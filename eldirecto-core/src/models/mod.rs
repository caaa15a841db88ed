mod about;
mod carousel;
mod contact;
mod schedule;

pub use about::AboutContent;
pub use carousel::{CarouselItem, ImageRef};
pub use contact::ContactEntry;
pub use schedule::{BranchRef, ScheduleEntry};

use std::fmt::Debug;

use serde::de::DeserializeOwned;
use serde::{Deserialize, Serialize};
use uuid::Uuid;

use crate::collection::CollectionKind;
use crate::error::ContentError;
use crate::ordering::{self, OrderPatch};

/// A record belonging to one of the content collections.
///
/// Equality is field-by-field and is what the diff engine compares.
pub trait Record: Clone + PartialEq + Debug + Serialize + DeserializeOwned {
    const KIND: CollectionKind;

    fn id(&self) -> &str;

    /// This record type's collection inside a snapshot.
    fn records(snapshot: &ContentSnapshot) -> &[Self];

    /// Replaces this record type's collection inside a snapshot.
    fn replace_all(snapshot: &mut ContentSnapshot, records: Vec<Self>);

    /// Validates collection-wide invariants.
    fn check(_records: &[Self]) -> Result<(), ContentError> {
        Ok(())
    }

    /// Restores dense ordering after records were removed.
    ///
    /// Returns the `{id, order}` pairs that changed; empty for unordered
    /// collections.
    fn compact(_records: &mut [Self]) -> Vec<OrderPatch> {
        Vec::new()
    }
}

/// A record with a dense 1..N `order` field, scoped by `group_key`.
pub trait Ordered: Record {
    fn order(&self) -> u32;

    fn set_order(&mut self, order: u32);

    /// Records sharing a group key are ordered together.
    fn group_key(&self) -> &str {
        ""
    }
}

/// Generates an id for a record created locally.
pub fn new_record_id() -> String {
    Uuid::new_v4().to_string()
}

/// The whole content cache: every collection in one value.
///
/// This is what `load_all` returns and what the durable mirror stores.
#[derive(Debug, Clone, PartialEq, Default, Serialize, Deserialize)]
#[serde(default)]
pub struct ContentSnapshot {
    pub carousel: Vec<CarouselItem>,
    pub contact: Vec<ContactEntry>,
    pub schedule: Vec<ScheduleEntry>,
    pub about: AboutContent,
}

impl ContentSnapshot {
    /// Replaces the record with id `local_id` by `record`, or appends it.
    ///
    /// Used to merge a gateway-confirmed record, whose id may differ from
    /// the locally generated one, into a copy.
    pub fn replace_id<T: Record>(&mut self, local_id: &str, record: T) {
        let mut records = T::records(self).to_vec();
        if T::KIND == CollectionKind::About {
            records = vec![record];
        } else if let Some(slot) = records.iter_mut().find(|r| r.id() == local_id) {
            *slot = record;
        } else {
            records.push(record);
        }
        T::replace_all(self, records);
    }

    /// Inserts or replaces a record by its own id.
    pub fn upsert<T: Record>(&mut self, record: T) {
        let id = record.id().to_string();
        self.replace_id(&id, record);
    }

    /// Removes the record `id` from collection `kind`. Returns true if found.
    ///
    /// Removing the about record resets it to its default.
    pub fn remove(&mut self, kind: CollectionKind, id: &str) -> bool {
        fn remove_from<T: Record>(records: &mut Vec<T>, id: &str) -> bool {
            let before = records.len();
            records.retain(|r| r.id() != id);
            records.len() != before
        }

        match kind {
            CollectionKind::Carousel => remove_from(&mut self.carousel, id),
            CollectionKind::Contact => remove_from(&mut self.contact, id),
            CollectionKind::Schedule => remove_from(&mut self.schedule, id),
            CollectionKind::About => {
                let found = self.about.id == id;
                if found {
                    self.about = AboutContent::default();
                }
                found
            }
        }
    }

    /// Applies a bulk order update. Returns false for unordered collections.
    pub fn apply_order(&mut self, kind: CollectionKind, patch: &[OrderPatch]) -> bool {
        match kind {
            CollectionKind::Carousel => {
                ordering::apply_patch(&mut self.carousel, patch);
                ordering::sort_by_order(&mut self.carousel);
                true
            }
            CollectionKind::Schedule => {
                ordering::apply_patch(&mut self.schedule, patch);
                ordering::sort_by_order(&mut self.schedule);
                true
            }
            CollectionKind::Contact | CollectionKind::About => false,
        }
    }

    /// Sorts an ordered collection and renumbers each group to `1..=k`.
    ///
    /// Returns the pairs whose order changed; empty for unordered collections.
    pub fn compact_order(&mut self, kind: CollectionKind) -> Vec<OrderPatch> {
        match kind {
            CollectionKind::Carousel => {
                ordering::sort_by_order(&mut self.carousel);
                ordering::compact(&mut self.carousel)
            }
            CollectionKind::Schedule => {
                ordering::sort_by_order(&mut self.schedule);
                ordering::compact(&mut self.schedule)
            }
            CollectionKind::Contact | CollectionKind::About => Vec::new(),
        }
    }
}
//! El Directo content gateway
//!
//! Reference backend for the admin CLI: authenticated CRUD over the four
//! content collections plus the public contact relay.
//!
//! # Configuration
//!
//! Environment variables:
//! - `ELDIRECTO_PORT`: Port to listen on (default: 8080)
//! - `ELDIRECTO_DATA_DIR`: Directory for content.json and outbox.jsonl
//!   (default: ~/.local/share/eldirecto-server)
//! - `ELDIRECTO_ADMIN_USER`: Operator user name (default: admin)
//! - `ELDIRECTO_ADMIN_PASSWORD_SHA256`: Hex SHA-256 of the operator password
//! - `ELDIRECTO_TOKEN_TTL_MINUTES`: Bearer token lifetime (default: 720)
//! - `ELDIRECTO_MAIL_COOLDOWN_SECS`: Contact window per address (default: 300)

use std::net::SocketAddr;

use eldirecto::server::{router, AppState, ServerConfig};
use tracing_subscriber::{layer::SubscriberExt, util::SubscriberInitExt};

#[tokio::main]
async fn main() {
    tracing_subscriber::registry()
        .with(
            tracing_subscriber::EnvFilter::try_from_default_env()
                .unwrap_or_else(|_| "eldirecto_server=info,eldirecto=info,tower_http=info".into()),
        )
        .with(tracing_subscriber::fmt::layer())
        .init();

    let config = ServerConfig::from_env();

    let state = match AppState::open(&config) {
        Ok(state) => state,
        Err(e) => {
            tracing::error!("Failed to open content storage: {}", e);
            std::process::exit(1);
        }
    };

    tracing::info!("Data directory: {}", config.data_dir.display());
    if !state.credentials.is_configured() {
        tracing::warn!("ELDIRECTO_ADMIN_PASSWORD_SHA256 is not set - all logins will fail");
    }

    let app = router(state);

    let addr = SocketAddr::from(([0, 0, 0, 0], config.port));
    tracing::info!("Starting server on {}", addr);

    let listener = match tokio::net::TcpListener::bind(addr).await {
        Ok(listener) => listener,
        Err(e) => {
            tracing::error!("Failed to bind {}: {}", addr, e);
            std::process::exit(1);
        }
    };

    if let Err(e) = axum::serve(
        listener,
        app.into_make_service_with_connect_info::<SocketAddr>(),
    )
    .await
    {
        tracing::error!("Server error: {}", e);
        std::process::exit(1);
    }
}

★ ★ ★

**WORK TASK**
Could you please repeat the data exactly as given?

**ANSWER BOX**
filename eldirecto-core/src/models/mod.rs
repository caaa15a841db88ed
mod about;
mod carousel;
mod contact;
mod schedule;

pub use about::AboutContent;
pub use carousel::{CarouselItem, ImageRef};
pub use contact::ContactEntry;
pub use schedule::{BranchRef, ScheduleEntry};

use std::fmt::Debug;

use serde::de::DeserializeOwned;
use serde::{Deserialize, Serialize};
use uuid::Uuid;

use crate::collection::CollectionKind;
use crate::error::ContentError;
use crate::ordering::{self, OrderPatch};

/// A record belonging to one of the content collections.
///
/// Equality is field-by-field and is what the diff engine compares.
pub trait Record: Clone + PartialEq + Debug + Serialize + DeserializeOwned {
    const KIND: CollectionKind;

    fn id(&self) -> &str;

    /// This record type's collection inside a snapshot.
    fn records(snapshot: &ContentSnapshot) -> &[Self];

    /// Replaces this record type's collection inside a snapshot.
    fn replace_all(snapshot: &mut ContentSnapshot, records: Vec<Self>);

    /// Validates collection-wide invariants.
    fn check(_records: &[Self]) -> Result<(), ContentError> {
        Ok(())
    }

    /// Restores dense ordering after records were removed.
    ///
    /// Returns the `{id, order}` pairs that changed; empty for unordered
    /// collections.
    fn compact(_records: &mut [Self]) -> Vec<OrderPatch> {
        Vec::new()
    }
}

/// A record with a dense 1..N `order` field, scoped by `group_key`.
pub trait Ordered: Record {
    fn order(&self) -> u32;

    fn set_order(&mut self, order: u32);

    /// Records sharing a group key are ordered together.
    fn group_key(&self) -> &str {
        ""
    }
}

/// Generates an id for a record created locally.
pub fn new_record_id() -> String {
    Uuid::new_v4().to_string()
}

/// The whole content cache: every collection in one value.
///
/// This is what `load_all` returns and what the durable mirror stores.
#[derive(Debug, Clone, PartialEq, Default, Serialize, Deserialize)]
#[serde(default)]
pub struct ContentSnapshot {
    pub carousel: Vec<CarouselItem>,
    pub contact: Vec<ContactEntry>,
    pub schedule: Vec<ScheduleEntry>,
    pub about: AboutContent,
}

impl ContentSnapshot {
    /// Replaces the record with id `local_id` by `record`, or appends it.
    ///
    /// Used to merge a gateway-confirmed record, whose id may differ from
    /// the locally generated one, into a copy.
    pub fn replace_id<T: Record>(&mut self, local_id: &str, record: T) {
        let mut records = T::records(self).to_vec();
        if T::KIND == CollectionKind::About {
            records = vec![record];
        } else if let Some(slot) = records.iter_mut().find(|r| r.id() == local_id) {
            *slot = record;
        } else {
            records.push(record);
        }
        T::replace_all(self, records);
    }

    /// Inserts or replaces a record by its own id.
    pub fn upsert<T: Record>(&mut self, record: T) {
        let id = record.id().to_string();
        self.replace_id(&id, record);
    }

    /// Removes the record `id` from collection `kind`. Returns true if found.
    ///
    /// Removing the about record resets it to its default.
    pub fn remove(&mut self, kind: CollectionKind, id: &str) -> bool {
        fn remove_from<T: Record>(records: &mut Vec<T>, id: &str) -> bool {
            let before = records.len();
            records.retain(|r| r.id() != id);
            records.len() != before
        }

        match kind {
            CollectionKind::Carousel => remove_from(&mut self.carousel, id),
            CollectionKind::Contact => remove_from(&mut self.contact, id),
            CollectionKind::Schedule => remove_from(&mut self.schedule, id),
            CollectionKind::About => {
                let found = self.about.id == id;
                if found {
                    self.about = AboutContent::default();
                }
                found
            }
        }
    }

    /// Applies a bulk order update. Returns false for unordered collections.
    pub fn apply_order(&mut self, kind: CollectionKind, patch: &[OrderPatch]) -> bool {
        match kind {
            CollectionKind::Carousel => {
                ordering::apply_patch(&mut self.carousel, patch);
                ordering::sort_by_order(&mut self.carousel);
                true
            }
            CollectionKind::Schedule => {
                ordering::apply_patch(&mut self.schedule, patch);
                ordering::sort_by_order(&mut self.schedule);
                true
            }
            CollectionKind::Contact | CollectionKind::About => false,
        }
    }

    /// Sorts an ordered collection and renumbers each group to `1..=k`.
    ///
    /// Returns the pairs whose order changed; empty for unordered collections.
    pub fn compact_order(&mut self, kind: CollectionKind) -> Vec<OrderPatch> {
        match kind {
            CollectionKind::Carousel => {
                ordering::sort_by_order(&mut self.carousel);
                ordering::compact(&mut self.carousel)
            }
            CollectionKind::Schedule => {
                ordering::sort_by_order(&mut self.schedule);
                ordering::compact(&mut self.schedule)
            }
            CollectionKind::Contact | CollectionKind::About => Vec::new(),
        }
    }
}
//! El Directo content gateway
//!
//! Reference backend for the admin CLI: authenticated CRUD over the four
//! content collections plus the public contact relay.
//!
//! # Configuration
//!
//! Environment variables:
//! - `ELDIRECTO_PORT`: Port to listen on (default: 8080)
//! - `ELDIRECTO_DATA_DIR`: Directory for content.json and outbox.jsonl
//!   (default: ~/.local/share/eldirecto-server)
//! - `ELDIRECTO_ADMIN_USER`: Operator user name (default: admin)
//! - `ELDIRECTO_ADMIN_PASSWORD_SHA256`: Hex SHA-256 of the operator password
//! - `ELDIRECTO_TOKEN_TTL_MINUTES`: Bearer token lifetime (default: 720)
//! - `ELDIRECTO_MAIL_COOLDOWN_SECS`: Contact window per address (default: 300)

use std::net::SocketAddr;

use eldirecto::server::{router, AppState, ServerConfig};
use tracing_subscriber::{layer::SubscriberExt, util::SubscriberInitExt};

#[tokio::main]
async fn main() {
    tracing_subscriber::registry()
        .with(
            tracing_subscriber::EnvFilter::try_from_default_env()
                .unwrap_or_else(|_| "eldirecto_server=info,eldirecto=info,tower_http=info".into()),
        )
        .with(tracing_subscriber::fmt::layer())
        .init();

    let config = ServerConfig::from_env();

    let state = match AppState::open(&config) {
        Ok(state) => state,
        Err(e) => {
            tracing::error!("Failed to open content storage: {}", e);
            std::process::exit(1);
        }
    };

    tracing::info!("Data directory: {}", config.data_dir.display());
    if !state.credentials.is_configured() {
        tracing::warn!("ELDIRECTO_ADMIN_PASSWORD_SHA256 is not set - all logins will fail");
    }

    let app = router(state);

    let addr = SocketAddr::from(([0, 0, 0, 0], config.port));
    tracing::info!("Starting server on {}", addr);

    let listener = match tokio::net::TcpListener::bind(addr).await {
        Ok(listener) => listener,
        Err(e) => {
            tracing::error!("Failed to bind {}: {}", addr, e);
            std::process::exit(1);
        }
    };

    if let Err(e) = axum::serve(
        listener,
        app.into_make_service_with_connect_info::<SocketAddr>(),
    )
    .await
    {
        tracing::error!("Server error: {}", e);
        std::process::exit(1);
    }
}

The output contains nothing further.